Em entrevista concedida ao Instituto Humanitas Unisinos – IHU, Telma afirma que “embora a escolha de Marina Silva e Sonia Guajajara tenha sinalizado uma preocupação com as questões ambientais e indígenas, existe uma morosidade nas tomadas de decisões. Não vemos, por exemplo, um avanço nas discussões sobre a proteção dos Yanomami que continuam sendo alvos dos ataques do garimpo, dos traficantes de drogas e armas”.
Outros pontos polêmicos da agenda ambiental na atual conjuntura, observa, são a retomada de projetos hidrelétricos na Amazônia e a construção da ferrovia Ferrogrão, cujo percurso vai de Sinop, no Mato Grosso, até o porto de Miritituba (Itaituba), no rio Tapajós, no Pará. “A Ferrogrão sempre foi importante para o governo, tanto o atual como o anterior, do ponto de vista de obras de infraestrutura ou da política. A maior obra prevista na Amazônia, ou no Brasil, pelo governo federal é a Ferrogrão. Temos também que considerar os interesses que ministros como os da Fazenda, dos Transportes, da Agricultura, e a bancada ruralista no Congresso têm em fazer sair do papel uma ferrovia que atenda aos interesses desses setores, mesmo que ela leve 30 anos para ser construída e custe mais de R$ 30 bilhões”, afirma.

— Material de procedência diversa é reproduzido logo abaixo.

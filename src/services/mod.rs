// Service exports
pub mod candidate_store;

pub use candidate_store::{CandidateSource, CandidateStore, RegionCount, StoreError};
// Model exports
pub mod domain;
pub mod requests;
pub mod responses;

pub use domain::{
    CandidateEntity, EntityKind, ExpansionLevel, RegionLevel, ScoredResult, ScoringProfile, ScoringWeights,
    UserQueryProfile,
};
pub use requests::{
    BundleRecommendationsRequest, FindRecommendationsRequest, NormalizeRegionQuery, PlanRegionsRequest,
};
pub use responses::{
    BundleRecommendationsResponse, ErrorResponse, FindRecommendationsResponse, HealthResponse, KindDiagnosis,
    KindRecommendations, NormalizeRegionResponse, PlanRegionsResponse, PoolDiagnosisResponse, RecommendationItem,
};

E acrescenta: “O governo Lula está equivocado em vários aspectos. Há um ranço nos discursos do presidente e um despreparo da equipe em relação ao que encontraram e aos problemas que eles terão de enfrentar daqui para frente. A sociedade esperava muito mais do que estão nos oferecendo, em especial nas questões que envolvem o meio ambiente, clima e povos originários”.
Telma Monteiro (Foto: Arquivo Pessoal)
Telma Monteiro é ativista ambiental e pesquisadora independente, especialista em análise de processos de licenciamento ambiental. Seu trabalho é marcado pelo acompanhamento rigoroso e, amparado nos próprios estudos técnicos oficiais, permite acompanhar inúmeras discussões sobre os projetos de infraestrutura em curso na Amazônia.

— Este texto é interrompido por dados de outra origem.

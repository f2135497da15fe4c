use serde::Serialize;
use std::collections::HashSet;
use std::sync::Arc;

use super::table::{fold_key, RegionTable, SubregionRef};

/// Canonical (province, subregion) pair
#[derive(Debug, Clone, PartialEq, Eq, Serialize)]
pub struct RegionMatch {
    pub province: String,
    pub subregion: Option<String>,
}

/// Index-level resolution used by the expansion planner
#[derive(Debug, Clone, Copy, PartialEq, Eq)]
pub(crate) struct Resolved {
    pub province: usize,
    pub subregion: Option<SubregionRef>,
}

/// Canonicalizes free-text administrative region strings
#[derive(Debug, Clone)]
pub struct RegionNormalizer {
    table: Arc<RegionTable>,
}

impl RegionNormalizer {
    pub fn new(table: Arc<RegionTable>) -> Self {
        Self { table }
    }

    pub fn table(&self) -> &RegionTable {
        &self.table
    }

    /// Resolve `text` to a canonical province and optional subregion
    ///
    /// Tries, in order: exact alias match (including "province subregion"
    /// strings), the suffix-stripped province index, and finally the
    /// subregion reverse index. `None` when nothing matches.
    pub fn normalize_region(&self, text: &str) -> Option<RegionMatch> {
        self.resolve(text).map(|resolved| self.to_match(resolved))
    }

    /// Canonical province mentioned in `text`
    pub fn extract_province(&self, text: &str) -> Option<String> {
        let key = fold_key(text);
        self.province_of_key(&key)
            .and_then(|idx| self.table.province(idx))
            .map(|p| p.name.clone())
    }

    /// Canonical subregion mentioned in `text`; requires a known province
    pub fn extract_subregion(&self, text: &str) -> Option<String> {
        let key = fold_key(text);
        self.subregion_of_key(&key)
            .and_then(|sub_ref| self.table.subregion(sub_ref))
            .map(|s| s.name.clone())
    }

    pub fn is_generic(&self, term: &str) -> bool {
        self.table.is_generic(term)
    }

    /// Trimmed, non-generic region terms, deduplicated by folded key
    pub fn sanitize_filter<S: AsRef<str>>(&self, region_filter: &[S]) -> Vec<String> {
        let mut seen = HashSet::new();
        region_filter
            .iter()
            .map(|term| term.as_ref().trim())
            .filter(|term| !term.is_empty() && !self.is_generic(term))
            .filter(|term| {
                let key = fold_key(term);
                !key.is_empty() && seen.insert(key)
            })
            .map(str::to_string)
            .collect()
    }

    pub(crate) fn resolve(&self, text: &str) -> Option<Resolved> {
        let key = fold_key(text);
        if key.is_empty() {
            return None;
        }

        if let Some(province) = self.table.province_by_key(&key) {
            return Some(Resolved {
                province,
                subregion: None,
            });
        }

        if let Some((province, prefix_len)) = self.table.province_prefix(&key) {
            let subregion = self.subregion_after_prefix(province, &key, prefix_len);
            return match subregion {
                Some(sub_ref) => Some(Resolved {
                    province: sub_ref.province,
                    subregion: Some(sub_ref),
                }),
                None => Some(Resolved {
                    province,
                    subregion: None,
                }),
            };
        }

        if let Some(province) = self.table.province_by_stripped_key(&key) {
            return Some(Resolved {
                province,
                subregion: None,
            });
        }

        self.table
            .subregion_by_key(&key)
            .or_else(|| self.table.subregion_by_stripped_key(&key))
            .map(|sub_ref| Resolved {
                province: sub_ref.province,
                subregion: Some(sub_ref),
            })
    }

    fn to_match(&self, resolved: Resolved) -> RegionMatch {
        let province = self
            .table
            .province(resolved.province)
            .map(|p| p.name.clone())
            .unwrap_or_default();
        let subregion = resolved
            .subregion
            .and_then(|sub_ref| self.table.subregion(sub_ref))
            .map(|s| s.name.clone());
        RegionMatch {
            province,
            subregion,
        }
    }

    fn province_of_key(&self, key: &str) -> Option<usize> {
        if key.is_empty() {
            return None;
        }
        self.table
            .province_prefix(key)
            .map(|(idx, _)| idx)
            .or_else(|| self.table.subregion_by_key(key).map(|r| r.province))
            .or_else(|| self.table.subregion_by_stripped_key(key).map(|r| r.province))
    }

    fn subregion_of_key(&self, key: &str) -> Option<SubregionRef> {
        let province = self.province_of_key(key)?;
        match self.table.province_prefix(key) {
            Some((prefixed, prefix_len)) if prefixed == province => {
                self.subregion_after_prefix(province, key, prefix_len)
            }
            _ => self.table.subregion_in_province(province, key),
        }
    }

    /// Look up what follows a province prefix, then the whole key
    ///
    /// "Jeju City" folds to `jejucity`: the remainder `city` is no subregion,
    /// but the whole key is one of Jeju's. A whole key naming a unique
    /// subregion elsewhere wins over the bare province.
    fn subregion_after_prefix(
        &self,
        province: usize,
        key: &str,
        prefix_len: usize,
    ) -> Option<SubregionRef> {
        let remainder = &key[prefix_len..];
        if remainder.is_empty() {
            return None;
        }
        self.table
            .subregion_in_province(province, remainder)
            .or_else(|| self.table.subregion_in_province(province, key))
            .or_else(|| self.table.subregion_by_key(key))
    }
}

Confira a entrevista completa.
IHU: Em que consiste o projeto hidrelétrico para a construção da hidrelétrica binacional Brasil-Bolívia, no rio Madeira, na Amazônia? De quem é a proposta, por quais razões o projeto é proposto e quais estimam-se que sejam suas implicações?
Telma Monteiro: Ainda na fase de estudos, o objetivo real do projeto é a construção de hidrelétricas nas bacias dos rios Madeira, Beni e seus afluentes, em territórios brasileiro e boliviano, para produzir energia elétrica. Os estudos também incluem a possibilidade de criação de hidrovia e linha de transmissão. Nessa região estão situadas três grandes Terras Indígenas que serão afetadas: a TI Lage, a TI Ribeirão e a TI Uru-Eu-Wau-Wau.